AIM OF THE EXERCISE:
Search the data for "hwnd". Each line containing it is to be copied.

EXERCISE MATERIALS START

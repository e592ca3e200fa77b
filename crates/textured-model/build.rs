use std::{fs, path::Path, process::Command};

fn main() {
    println!("cargo::rerun-if-changed=shaders/");

    compile_shader("TexturedShader", "vs");
    compile_shader("TexturedShader", "ps");
}

/// Compiles `shaders/<name>.<stage>.hlsl` into `cso/` next to the executables.
fn compile_shader(name: &str, stage: &str) {
    if std::env::var_os("CARGO_CFG_WINDOWS").is_none() {
        return;
    }

    let out_dir = std::env::var("OUT_DIR").unwrap() + "/../../../cso/";
    create_dir(Path::new(&out_dir));

    let src = format!("shaders/{name}.{stage}.hlsl");
    let dst = format!("{out_dir}{name}.{stage}.cso");
    let profile = format!("{stage}_5_0");

    let status = Command::new("fxc")
        .args(["/nologo", "/T", &profile, "/E", "main", "/Fo", &dst, &src])
        .status();
    match status {
        Ok(status) if status.success() => println!("Compiled {src} to {dst}"),
        Ok(status) => println!("cargo::warning=fxc failed on {src}: {status}"),
        Err(e) => println!("cargo::warning=Could not run fxc on {src}: {e}"),
    }
}

fn create_dir(dir: &Path) {
    if !dir.exists() {
        if let Err(e) = fs::create_dir_all(dir) {
            println!("Failed to create {}: {e}", dir.display());
        }
    }
}
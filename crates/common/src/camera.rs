use super::math::*;

/// Parallelism threshold between the new forward axis and up for `rotate_up`.
const MIN_FORWARD_UP_CROSS: f32 = 0.01;

/// Camera freely flown by the player: translate along its own axes, yaw about
/// the up axis and pitch about the right axis.
#[derive(Debug)]
pub struct FreeCamera {
    position: Vec3,
    forward: Vec3,
    up: Vec3,
    right: Vec3,

    view_matrix: Mat4,
    view_dirty: bool,
}

impl FreeCamera {
    pub fn new(position: Vec3, look_at: Vec3, up: Vec3) -> Self {
        let forward = (look_at - position).normalize();
        let up = up.normalize();
        Self {
            position,
            forward,
            up,
            right: up.cross(forward).normalize(),
            view_matrix: Mat4::IDENTITY,
            view_dirty: true,
        }
    }

    /// Rebuilds the cached view matrix if the camera moved since the last call.
    pub fn view_matrix(&mut self) -> Mat4 {
        if self.view_dirty {
            self.view_matrix = Mat4::look_at_lh(self.position, self.position + self.forward, self.up);
            self.view_dirty = false;
        }
        self.view_matrix
    }

    pub fn is_view_dirty(&self) -> bool {
        self.view_dirty
    }

    pub fn position(&self) -> Vec3 {
        self.position
    }

    pub fn forward(&self) -> Vec3 {
        self.forward
    }

    pub fn right(&self) -> Vec3 {
        self.right
    }

    pub fn move_forward(&mut self, distance: f32) {
        self.translate(self.forward * distance);
    }

    pub fn move_right(&mut self, distance: f32) {
        self.translate(self.right * distance);
    }

    pub fn move_up(&mut self, distance: f32) {
        self.translate(self.up * distance);
    }

    pub fn rotate_right(&mut self, angle: f32) {
        let rotation = Quat::from_axis_angle(self.up, angle);
        self.forward = (rotation * self.forward).normalize();
        self.right = self.up.cross(self.forward).normalize();
        self.view_dirty = true;
    }

    /// Pitches the camera. Ignored when it would leave forward (nearly) parallel to up.
    pub fn rotate_up(&mut self, angle: f32) {
        let rotation = Quat::from_axis_angle(self.right, -angle);
        let forward = (rotation * self.forward).normalize();
        if forward.cross(self.up).length() < MIN_FORWARD_UP_CROSS {
            return;
        }

        self.forward = forward;
        self.right = self.up.cross(self.forward).normalize();
        self.view_dirty = true;
    }

    fn translate(&mut self, offset: Vec3) {
        self.position += offset;
        self.view_dirty = true;
    }
}

#[cfg(test)]
mod tests {
    use super::*;
    use std::f32::consts::FRAC_PI_2;

    fn camera() -> FreeCamera {
        FreeCamera::new(Vec3::new(0.0, 2.0, 0.0), Vec3::new(0.0, 2.0, 1.0), Vec3::Y)
    }

    #[test]
    fn axes_are_left_handed() {
        let camera = camera();
        assert!(camera.forward().abs_diff_eq(Vec3::Z, 1e-6));
        assert!(camera.right().abs_diff_eq(Vec3::X, 1e-6));
    }

    #[test]
    fn view_matrix_is_cached_until_moved() {
        let mut camera = camera();
        assert!(camera.is_view_dirty());
        let first = camera.view_matrix();
        assert!(!camera.is_view_dirty());
        assert_eq!(camera.view_matrix(), first);

        camera.move_forward(2.0);
        assert!(camera.is_view_dirty());
        let moved = camera.view_matrix();
        assert_ne!(moved, first);
        assert!(camera.position().abs_diff_eq(Vec3::new(0.0, 2.0, 2.0), 1e-6));
    }

    #[test]
    fn rotate_right_yaws_about_up() {
        let mut camera = camera();
        camera.rotate_right(FRAC_PI_2);
        assert!(camera.forward().abs_diff_eq(Vec3::X, 1e-5));
        assert!(camera.right().abs_diff_eq(-Vec3::Z, 1e-5));

        camera.move_right(1.0);
        assert!(camera.position().abs_diff_eq(Vec3::new(0.0, 2.0, -1.0), 1e-5));
    }

    #[test]
    fn rotate_up_pitches_and_refuses_to_flip() {
        let mut camera = camera();
        camera.rotate_up(0.5);
        assert!(camera.forward().y > 0.0);

        let before = camera.forward();
        camera.view_matrix();
        camera.rotate_up(FRAC_PI_2 - 0.5);
        assert_eq!(camera.forward(), before);
        assert!(!camera.is_view_dirty());
    }
}
impl Graphics {
    pub fn new(hwnd: HWND, config: &crate::Config) -> windows::core::Result<Self> {
        let width = config.client_width();
        let height = config.client_height();

        let swap_chain_desc = DXGI_SWAP_CHAIN_DESC {
            BufferDesc: DXGI_MODE_DESC {
                Width: width,
                Height: height,
                RefreshRate: DXGI_RATIONAL {
                    Numerator: 60,
                    Denominator: 1,
                },
                Format: DXGI_FORMAT_R8G8B8A8_UNORM,
                ScanlineOrdering: DXGI_MODE_SCANLINE_ORDER_UNSPECIFIED,
                Scaling: DXGI_MODE_SCALING_UNSPECIFIED,
            },
            SampleDesc: DXGI_SAMPLE_DESC {
                Count: 1,
                Quality: 0,
            },
            BufferUsage: DXGI_USAGE_RENDER_TARGET_OUTPUT,
            BufferCount: 1,
            OutputWindow: hwnd,
            Windowed: TRUE,
            SwapEffect: DXGI_SWAP_EFFECT_DISCARD,
            Flags: 0,
        };

        let flags = if config.debug_layer_enabled() {
            D3D11_CREATE_DEVICE_DEBUG
        } else {
            D3D11_CREATE_DEVICE_FLAG(0)
        };

        let mut device = None;
        let mut context = None;
        let mut swap_chain = None;
        unsafe {
            D3D11CreateDeviceAndSwapChain(
                None,
                D3D_DRIVER_TYPE_HARDWARE,
                HMODULE::default(),
                flags,
                Some(&[D3D_FEATURE_LEVEL_11_0]),
                D3D11_SDK_VERSION,
                Some(&swap_chain_desc),
                Some(&mut swap_chain),
                Some(&mut device),
                None,
                Some(&mut context),
            )
        }
        .inspect_err(|e| log::error!("Failed to create the Direct3D 11 device: {e}"))?;

        let (Some(device), Some(context), Some(swap_chain)) = (device, context, swap_chain) else {
            return Err(windows::core::Error::from(windows::Win32::Foundation::E_FAIL));
        };
        let device: ID3D11Device = device;

        if config.debug_layer_enabled() {
            match device.cast::<ID3D11Debug>() {
                Ok(_) => log::info!("Direct3D 11 debug layer enabled"),
                Err(e) => log::warn!("Debug layer requested but unavailable: {e}"),
            }
        }

        let back_buffer: ID3D11Texture2D = unsafe { swap_chain.GetBuffer(0)? };
        let mut render_target = None;
        unsafe { device.CreateRenderTargetView(&back_buffer, None, Some(&mut render_target))? };

        let depth_desc = D3D11_TEXTURE2D_DESC {
            Width: width,
            Height: height,
            MipLevels: 1,
            ArraySize: 1,
            Format: DXGI_FORMAT_D24_UNORM_S8_UINT,
            SampleDesc: DXGI_SAMPLE_DESC {
                Count: 1,
                Quality: 0,
            },
            Usage: D3D11_USAGE_DEFAULT,
            BindFlags: D3D11_BIND_DEPTH_STENCIL.0 as u32,
            CPUAccessFlags: 0,
            MiscFlags: 0,
        };
        let mut depth_buffer = None;
        unsafe { device.CreateTexture2D(&depth_desc, None, Some(&mut depth_buffer))? };
        let depth_buffer = depth_buffer
            .ok_or_else(|| windows::core::Error::from(windows::Win32::Foundation::E_FAIL))?;

        let mut depth_stencil = None;
        unsafe { device.CreateDepthStencilView(&depth_buffer, None, Some(&mut depth_stencil))? };

        let (Some(render_target), Some(depth_stencil)) = (render_target, depth_stencil) else {
            return Err(windows::core::Error::from(windows::Win32::Foundation::E_FAIL));
        };

        log::info!("Created Direct3D 11 device with a {width}x{height} swap chain");

        Ok(Self {
            device: Device { device },
            context: Context {
                context,
                render_target,
                depth_stencil,
                viewport: D3D11_VIEWPORT {
                    TopLeftX: 0.0,
                    TopLeftY: 0.0,
                    Width: width as f32,
                    Height: height as f32,
                    MinDepth: 0.0,
                    MaxDepth: 1.0,
                },
            },
            swap_chain,
            vsync_enabled: config.vsync_enabled(),
        })
    }

    pub fn present(&self) -> windows::core::Result<()> {
        let sync_interval = if self.vsync_enabled { 1 } else { 0 };
        unsafe { self.swap_chain.Present(sync_interval, DXGI_PRESENT(0)) }.ok()
    }
}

EXERCISE MATERIALS END

RESPONSE AREA:
    pub fn new(hwnd: HWND, config: &crate::Config) -> windows::core::Result<Self> {
            OutputWindow: hwnd,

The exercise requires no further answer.